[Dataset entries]
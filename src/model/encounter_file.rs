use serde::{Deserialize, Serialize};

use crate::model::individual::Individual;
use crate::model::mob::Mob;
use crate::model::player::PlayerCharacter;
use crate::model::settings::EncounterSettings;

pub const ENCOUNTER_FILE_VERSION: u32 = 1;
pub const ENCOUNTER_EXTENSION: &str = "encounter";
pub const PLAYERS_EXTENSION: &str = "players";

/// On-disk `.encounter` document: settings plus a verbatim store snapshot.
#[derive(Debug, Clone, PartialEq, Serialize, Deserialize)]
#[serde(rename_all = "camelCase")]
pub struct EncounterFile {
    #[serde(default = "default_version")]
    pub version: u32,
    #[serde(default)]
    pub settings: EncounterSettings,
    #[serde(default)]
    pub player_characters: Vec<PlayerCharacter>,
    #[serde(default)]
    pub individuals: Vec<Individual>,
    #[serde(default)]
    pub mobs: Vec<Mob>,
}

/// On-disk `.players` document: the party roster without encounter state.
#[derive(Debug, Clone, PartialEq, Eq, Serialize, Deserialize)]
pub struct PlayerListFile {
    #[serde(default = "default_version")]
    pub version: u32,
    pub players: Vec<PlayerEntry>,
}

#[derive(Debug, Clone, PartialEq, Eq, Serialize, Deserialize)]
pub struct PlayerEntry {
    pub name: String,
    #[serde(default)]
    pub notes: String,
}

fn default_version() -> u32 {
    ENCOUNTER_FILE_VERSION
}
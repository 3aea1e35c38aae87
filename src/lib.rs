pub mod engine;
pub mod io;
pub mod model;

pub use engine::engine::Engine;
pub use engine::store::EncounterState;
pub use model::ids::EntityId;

- Task description
The complete set of entries is to be restated word for word.

- Written response
filename src/model/encounter_file.rs
use serde::{Deserialize, Serialize};

use crate::model::individual::Individual;
use crate::model::mob::Mob;
use crate::model::player::PlayerCharacter;
use crate::model::settings::EncounterSettings;

pub const ENCOUNTER_FILE_VERSION: u32 = 1;
pub const ENCOUNTER_EXTENSION: &str = "encounter";
pub const PLAYERS_EXTENSION: &str = "players";

/// On-disk `.encounter` document: settings plus a verbatim store snapshot.
#[derive(Debug, Clone, PartialEq, Serialize, Deserialize)]
#[serde(rename_all = "camelCase")]
pub struct EncounterFile {
    #[serde(default = "default_version")]
    pub version: u32,
    #[serde(default)]
    pub settings: EncounterSettings,
    #[serde(default)]
    pub player_characters: Vec<PlayerCharacter>,
    #[serde(default)]
    pub individuals: Vec<Individual>,
    #[serde(default)]
    pub mobs: Vec<Mob>,
}

/// On-disk `.players` document: the party roster without encounter state.
#[derive(Debug, Clone, PartialEq, Eq, Serialize, Deserialize)]
pub struct PlayerListFile {
    #[serde(default = "default_version")]
    pub version: u32,
    pub players: Vec<PlayerEntry>,
}

#[derive(Debug, Clone, PartialEq, Eq, Serialize, Deserialize)]
pub struct PlayerEntry {
    pub name: String,
    #[serde(default)]
    pub notes: String,
}

fn default_version() -> u32 {
    ENCOUNTER_FILE_VERSION
}
repository 3aea1e35c38aae87
filename src/lib.rs
pub mod engine;
pub mod io;
pub mod model;

pub use engine::engine::Engine;
pub use engine::store::EncounterState;
pub use model::ids::EntityId;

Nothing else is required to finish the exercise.